[Saved data entries]
----
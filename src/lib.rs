pub mod types;
pub mod board;
pub mod movegen;
pub mod apply;
pub mod legality;
pub mod status;
pub mod game;
pub mod perft;

pub use apply::apply_move;
pub use board::Board;
pub use game::Game;
pub use legality::{all_legal_moves, generate_legal_moves};
pub use movegen::generate_raw_moves;
pub use status::evaluate_status;
pub use types::{ChessError, Color, Move, Piece, PieceType, SpecialMove, Square, Status};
----
— Task requirements —
Could you write out all the entries word for word?

— Problem solution —
filename src/lib.rs
pub mod types;
pub mod board;
pub mod movegen;
pub mod apply;
pub mod legality;
pub mod status;
pub mod game;
pub mod perft;

pub use apply::apply_move;
pub use board::Board;
pub use game::Game;
pub use legality::{all_legal_moves, generate_legal_moves};
pub use movegen::generate_raw_moves;
pub use status::evaluate_status;
pub use types::{ChessError, Color, Move, Piece, PieceType, SpecialMove, Square, Status};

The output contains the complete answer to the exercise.